2. The device as in claim 1, wherein said feed surface is directly radially opposite from said fiber collection groove so that said open radial distance is less approximately 3.6 mm than between said feed surface and said fiber collection groove.

3. The device as in claim 1, wherein said feed surface is radially opposite from said wall slightly above said fiber collection groove so that said open radial distance is less than 3.6 mm between said feed surface and said wall.

4. The device as in claim 1, wherein said open radial distance is within the range of 1.0 mm to 2.8 mm.

5. The device as in claim 1, wherein said fiber collection groove comprises a diameter of less than 35 mm.

6. The device as in claim 5, wherein said fiber collection groove comprises a diameter of less than 30.5 mm.
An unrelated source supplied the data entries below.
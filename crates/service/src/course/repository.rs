use async_trait::async_trait;
use models::course::{self, CourseInput};
use sea_orm::DatabaseConnection;

use crate::errors::ServiceError;

#[async_trait]
pub trait CourseRepository: Send + Sync {
    async fn find_all(&self) -> Result<Vec<course::Model>, ServiceError>;
    async fn find_by_id(&self, id: i32) -> Result<Option<course::Model>, ServiceError>;
    async fn insert(&self, input: CourseInput) -> Result<course::Model, ServiceError>;
    async fn update(&self, id: i32, input: CourseInput) -> Result<course::Model, ServiceError>;
    async fn delete_by_id(&self, id: i32) -> Result<bool, ServiceError>;
    async fn exists_by_id(&self, id: i32) -> Result<bool, ServiceError>;
    async fn count(&self) -> Result<u64, ServiceError>;
}

pub struct SeaOrmCourseRepository {
    pub db: DatabaseConnection,
}

#[async_trait]
impl CourseRepository for SeaOrmCourseRepository {
    async fn find_all(&self) -> Result<Vec<course::Model>, ServiceError> {
        Ok(course::find_all(&self.db).await?)
    }

    async fn find_by_id(&self, id: i32) -> Result<Option<course::Model>, ServiceError> {
        Ok(course::find_by_id(&self.db, id).await?)
    }

    async fn insert(&self, input: CourseInput) -> Result<course::Model, ServiceError> {
        Ok(course::create(&self.db, input).await?)
    }

    async fn update(&self, id: i32, input: CourseInput) -> Result<course::Model, ServiceError> {
        Ok(course::update(&self.db, id, input).await?)
    }

    async fn delete_by_id(&self, id: i32) -> Result<bool, ServiceError> {
        Ok(course::delete_by_id(&self.db, id).await?)
    }

    async fn exists_by_id(&self, id: i32) -> Result<bool, ServiceError> {
        Ok(course::exists_by_id(&self.db, id).await?)
    }

    async fn count(&self) -> Result<u64, ServiceError> {
        Ok(course::count(&self.db).await?)
    }
}
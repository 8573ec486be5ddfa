use sea_orm::{entity::prelude::*, ActiveValue::NotSet, DatabaseConnection, QueryOrder, Set};
use serde::{Deserialize, Serialize};

use crate::errors::ModelError;

pub const ENTITY: &str = "Student";

#[derive(Clone, Debug, PartialEq, DeriveEntityModel, Serialize, Deserialize)]
#[sea_orm(table_name = "student")]
#[serde(rename_all = "camelCase")]
pub struct Model {
    #[sea_orm(primary_key)]
    #[serde(rename = "idStudent")]
    pub id: i32,
    pub first_name: Option<String>,
    pub last_name: Option<String>,
    pub email: Option<String>,
}

#[derive(Copy, Clone, Debug, EnumIter)]
pub enum Relation {}

impl RelationTrait for Relation {
    fn def(&self) -> RelationDef { match *self {} }
}

impl ActiveModelBehavior for ActiveModel {}

/// Body of create and update requests. On update, absent fields keep their stored value.
#[derive(Clone, Debug, Default, Deserialize, Serialize)]
#[serde(rename_all = "camelCase")]
pub struct StudentInput {
    pub id_student: Option<i32>,
    pub first_name: Option<String>,
    pub last_name: Option<String>,
    pub email: Option<String>,
}

impl StudentInput {
    /// Insertable row; any client-supplied id is ignored.
    pub fn into_active_model(self) -> ActiveModel {
        ActiveModel {
            id: NotSet,
            first_name: Set(self.first_name),
            last_name: Set(self.last_name),
            email: Set(self.email),
        }
    }

    pub fn apply(self, am: &mut ActiveModel) {
        if let Some(v) = self.first_name { am.first_name = Set(Some(v)); }
        if let Some(v) = self.last_name { am.last_name = Set(Some(v)); }
        if let Some(v) = self.email { am.email = Set(Some(v)); }
    }
}

pub async fn find_all(db: &DatabaseConnection) -> Result<Vec<Model>, ModelError> {
    Ok(Entity::find().order_by_asc(Column::Id).all(db).await?)
}

pub async fn find_by_id(db: &DatabaseConnection, id: i32) -> Result<Option<Model>, ModelError> {
    Ok(Entity::find_by_id(id).one(db).await?)
}

pub async fn create(db: &DatabaseConnection, input: StudentInput) -> Result<Model, ModelError> {
    Ok(input.into_active_model().insert(db).await?)
}

pub async fn update(db: &DatabaseConnection, id: i32, input: StudentInput) -> Result<Model, ModelError> {
    let current = Entity::find_by_id(id)
        .one(db)
        .await?
        .ok_or_else(|| ModelError::not_found(ENTITY, id))?;
    let mut am: ActiveModel = current.clone().into();
    input.apply(&mut am);
    if !am.is_changed() {
        return Ok(current);
    }
    Ok(am.update(db).await?)
}

/// Returns true if a row was removed.
pub async fn delete_by_id(db: &DatabaseConnection, id: i32) -> Result<bool, ModelError> {
    let res = Entity::delete_by_id(id).exec(db).await?;
    Ok(res.rows_affected > 0)
}

pub async fn exists_by_id(db: &DatabaseConnection, id: i32) -> Result<bool, ModelError> {
    Ok(Entity::find_by_id(id).count(db).await? > 0)
}

pub async fn count(db: &DatabaseConnection) -> Result<u64, ModelError> {
    Ok(Entity::find().count(db).await?)
}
7. The device as in claim 1, wherein said rotor further comprises a shaft.

8. The device as in claim 1, wherein said rotor further comprises a supporting surface on its side opposite said open end by which said rotor is supported and driven by electrical or magnetic forces.
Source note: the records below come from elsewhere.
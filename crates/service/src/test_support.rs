#![cfg(test)]
use migration::MigratorTrait;
use models::db::{connect_with_config, DatabaseConfig};
use sea_orm::DatabaseConnection;

/// Fresh in-memory database per test, migrated with the real migrator.
pub async fn get_db() -> Result<DatabaseConnection, anyhow::Error> {
    let db = connect_with_config(&DatabaseConfig::in_memory()).await?;
    migration::Migrator::up(&db, None).await?;
    Ok(db)
}
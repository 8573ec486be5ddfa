use async_trait::async_trait;
use models::student::{self, StudentInput};
use sea_orm::DatabaseConnection;

use crate::errors::ServiceError;

/// Persistence access for students.
#[async_trait]
pub trait StudentRepository: Send + Sync {
    async fn find_all(&self) -> Result<Vec<student::Model>, ServiceError>;
    async fn find_by_id(&self, id: i32) -> Result<Option<student::Model>, ServiceError>;
    async fn insert(&self, input: StudentInput) -> Result<student::Model, ServiceError>;
    async fn update(&self, id: i32, input: StudentInput) -> Result<student::Model, ServiceError>;
    async fn delete_by_id(&self, id: i32) -> Result<bool, ServiceError>;
    async fn exists_by_id(&self, id: i32) -> Result<bool, ServiceError>;
    async fn count(&self) -> Result<u64, ServiceError>;
}

/// SeaORM-backed repository implementation.
pub struct SeaOrmStudentRepository {
    pub db: DatabaseConnection,
}

#[async_trait]
impl StudentRepository for SeaOrmStudentRepository {
    async fn find_all(&self) -> Result<Vec<student::Model>, ServiceError> {
        Ok(student::find_all(&self.db).await?)
    }

    async fn find_by_id(&self, id: i32) -> Result<Option<student::Model>, ServiceError> {
        Ok(student::find_by_id(&self.db, id).await?)
    }

    async fn insert(&self, input: StudentInput) -> Result<student::Model, ServiceError> {
        Ok(student::create(&self.db, input).await?)
    }

    async fn update(&self, id: i32, input: StudentInput) -> Result<student::Model, ServiceError> {
        Ok(student::update(&self.db, id, input).await?)
    }

    async fn delete_by_id(&self, id: i32) -> Result<bool, ServiceError> {
        Ok(student::delete_by_id(&self.db, id).await?)
    }

    async fn exists_by_id(&self, id: i32) -> Result<bool, ServiceError> {
        Ok(student::exists_by_id(&self.db, id).await?)
    }

    async fn count(&self) -> Result<u64, ServiceError> {
        Ok(student::count(&self.db).await?)
    }
}
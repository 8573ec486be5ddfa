pub mod repository;
pub mod service;

pub use repository::{SeaOrmStudentRepository, StudentRepository};
pub use service::StudentService;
9. The device as in claim 1, wherein said rotor further comprises at least one opening in said rotor bottom for producing a negative pressure inside of said rotor during spinning operations of said rotor.

10. The device as in claim 1, further comprising a perforation defined in said extension for withdrawal of yarn produced in said rotor, said perforation ending in a plane which is closer to said rotor bottom than a plane defined by said fiber collection groove.

11. The device as in claim 1, wherein said fiber collection groove has a diameter of less than 35 mm, and said open end of said rotor has a diameter which is at least 84% of the diameter of said fiber collection groove.

12. The device as in claim 11, wherein said wall has a height between 2.2 and 4.2 mm.

13. The device as in claim 11, wherein said fiber collection groove has a diameter between 30.5 mm and 32 mm and said open end of said rotor has a diameter of at least 25.7 mm.

14. The device as in claim 13, wherein said fiber collection groove has a diameter between 27.5 and 30.5 mm.

15. The device as in claim 11 wherein said rotor bottom is, at least in parts, at a distance of over 4.5 mm from a plane defined by said fiber collection groove.

16. The device as in claim 15, wherein said rotor bottom is at a distance of over 5 mm from said plane defined by said fiber collection groove.

17. The device as in claim 11, wherein said fiber collection groove has a diameter of less than 27.5 mm.

18. The device as in claim 21, wherein said feed surface is disposed essentially parallel to a plane defined by said fiber collection groove.

19. The device as in claim 1, wherein said feed surface is disposed essentially at an angle to a plane defined by said fiber collection groove.

20. An open end spinning rotor, comprising a rotor bottom and an opening opposite said rotor bottom; a fiber collection groove defined between said bottom and said opening and a wall extending from said fiber collection groove and said opening, said wall comprising a height of less than 7 mm, said fiber collection groove comprising a diameter of less than 35 mm, and said opening comprising a diameter of at least 84% of the diameter of said fiber collection groove.

21. The spinning rotor as in claim 20, wherein said wall comprises a height of less than 6.1 mm.

22. The spinning rotor as in claim 21, wherein said wall comprises a height of less than 4.1 mm.

23. The spinning rotor as in claim 21, wherein said wall comprises a height between 2 mm and 6 mm.

24. The spinning rotor as in claim 23, wherein said wall comprises a height between 2.2 mm and 4.2 mm.

25. The spinning rotor as in claim 20, wherein said fiber collection groove comprises a diameter between 30.5 mm and 32 mm and said opening comprises a diameter of at least 25.7 mm.

26. The spinning rotor as in claim 20, wherein said fiber collection groove comprises a diameter between 27.5 mm and 30.5 mm.

27. The spinning rotor as in claim 20, wherein said bottom is at least in parts at a distance of over 4.5 mm from a plane defined by said fiber collection groove.

28. The spinning rotor as in claim 27, wherein said bottom is at a distance of over 5 mm from said plane.

29. The spinning rotor as in claim 20, wherein said fiber collection groove has a diameter of less than 27.5 mm.